• PROVIDED ENTRIES:
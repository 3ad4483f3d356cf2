//! Property-based tests for the settlement planner.
//!
//! - Delta formulas per mode
//! - Deltas conserve commission (rider + driver = −commission, except
//!   cash_exceed which also moves the cash excess)
//! - Exactly one invoiced commission withdrawal per plan
//! - Rider wallet legs are balance-guarded, commission steps are not

use proptest::prelude::*;
use rust_decimal::Decimal;

use super::mode::PaymentMode;
use super::penalty::PenaltyTotals;
use super::plan::{Party, RideFacts, SettlementPlan, SettlementStep};

/// Amounts in cents (0.00 to 10,000.00).
fn amount() -> impl Strategy<Value = Decimal> {
    (0i64..1_000_000i64).prop_map(|cents| Decimal::new(cents, 2))
}

/// Strictly positive amounts.
fn positive_amount() -> impl Strategy<Value = Decimal> {
    (1i64..1_000_000i64).prop_map(|cents| Decimal::new(cents, 2))
}

fn mode_strategy() -> impl Strategy<Value = PaymentMode> {
    prop_oneof![
        Just(PaymentMode::CashOnly),
        Just(PaymentMode::CashExceed),
        Just(PaymentMode::WalletPaid),
        Just(PaymentMode::WalletCash),
    ]
}

fn facts_strategy() -> impl Strategy<Value = RideFacts> {
    (
        positive_amount(),
        amount(),
        amount(),
        amount(),
        mode_strategy(),
        amount(),
        amount(),
    )
        .prop_map(
            |(fare, wallet, cash, commission, mode, dp, rp)| RideFacts {
                ride_ref: "R-1".to_string(),
                fare_amount: fare,
                wallet_paid: wallet,
                cash_paid: cash,
                commission_amount: commission,
                mode,
                penalties: PenaltyTotals {
                    driver: dp,
                    rider: rp,
                },
            },
        )
}

fn commission_withdrawals(plan: &SettlementPlan) -> Vec<&super::plan::WithdrawStep> {
    plan.steps
        .iter()
        .filter_map(|s| match s {
            SettlementStep::Withdraw(w) if w.party == Party::Driver && w.with_invoice => Some(w),
            _ => None,
        })
        .collect()
}

proptest! {
    #[test]
    fn delta_formulas_hold(facts in facts_strategy()) {
        let plan = SettlementPlan::for_ride(&facts);
        let (rider, driver) = match facts.mode {
            PaymentMode::CashOnly => (Decimal::ZERO, -facts.commission_amount),
            PaymentMode::CashExceed => (
                facts.cash_paid - facts.fare_amount,
                -facts.commission_amount,
            ),
            PaymentMode::WalletPaid => (
                -facts.fare_amount,
                facts.fare_amount - facts.commission_amount,
            ),
            PaymentMode::WalletCash => (
                -facts.wallet_paid,
                facts.wallet_paid - facts.commission_amount,
            ),
        };
        prop_assert_eq!(plan.deltas.rider, rider);
        prop_assert_eq!(plan.deltas.driver, driver);
    }

    #[test]
    fn deltas_conserve_commission(facts in facts_strategy()) {
        let plan = SettlementPlan::for_ride(&facts);
        let expected = match facts.mode {
            PaymentMode::CashExceed => {
                facts.cash_paid - facts.fare_amount - facts.commission_amount
            }
            _ => -facts.commission_amount,
        };
        prop_assert_eq!(plan.deltas.rider + plan.deltas.driver, expected);
    }

    #[test]
    fn exactly_one_commission_withdrawal(facts in facts_strategy()) {
        let plan = SettlementPlan::for_ride(&facts);
        let withdrawals = commission_withdrawals(&plan);
        prop_assert_eq!(withdrawals.len(), 1);
        let commission = withdrawals[0];
        prop_assert_eq!(
            commission.amount,
            facts.commission_amount + facts.penalties.driver
        );
        prop_assert_eq!(commission.commission_amount, facts.commission_amount);
        prop_assert_eq!(commission.fine_amount, facts.penalties.driver);
        prop_assert!(!commission.guard_balance);
    }

    #[test]
    fn rider_wallet_legs_are_guarded(facts in facts_strategy()) {
        let plan = SettlementPlan::for_ride(&facts);
        for step in &plan.steps {
            if let SettlementStep::WalletTransfer { amount, rider_leg, driver_leg } = step {
                prop_assert_eq!(*amount, facts.wallet_paid);
                prop_assert_eq!(&rider_leg.amount, amount);
                prop_assert_eq!(&driver_leg.amount, amount);
                prop_assert!(rider_leg.guard_balance);
                prop_assert!(!rider_leg.with_invoice);
                prop_assert!(!driver_leg.with_payment);
            }
        }
    }

    #[test]
    fn rider_penalty_step_present_iff_positive(facts in facts_strategy()) {
        let plan = SettlementPlan::for_ride(&facts);
        let has_rider_penalty = plan.steps.iter().any(|s| {
            matches!(
                s,
                SettlementStep::Withdraw(w) if w.party == Party::Rider && w.with_invoice
            )
        });
        prop_assert_eq!(has_rider_penalty, facts.penalties.rider > Decimal::ZERO);
    }

    #[test]
    fn penalties_applied_flag(facts in facts_strategy()) {
        let plan = SettlementPlan::for_ride(&facts);
        prop_assert_eq!(
            plan.penalties_applied,
            facts.penalties.driver > Decimal::ZERO || facts.penalties.rider > Decimal::ZERO
        );
    }
}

• TASK DESCRIPTION: Within the data above, find the lines that contain the word "PenaltyTotals" and copy each of them.

• WRITTEN ANSWER:
use super::penalty::PenaltyTotals;
                penalties: PenaltyTotals {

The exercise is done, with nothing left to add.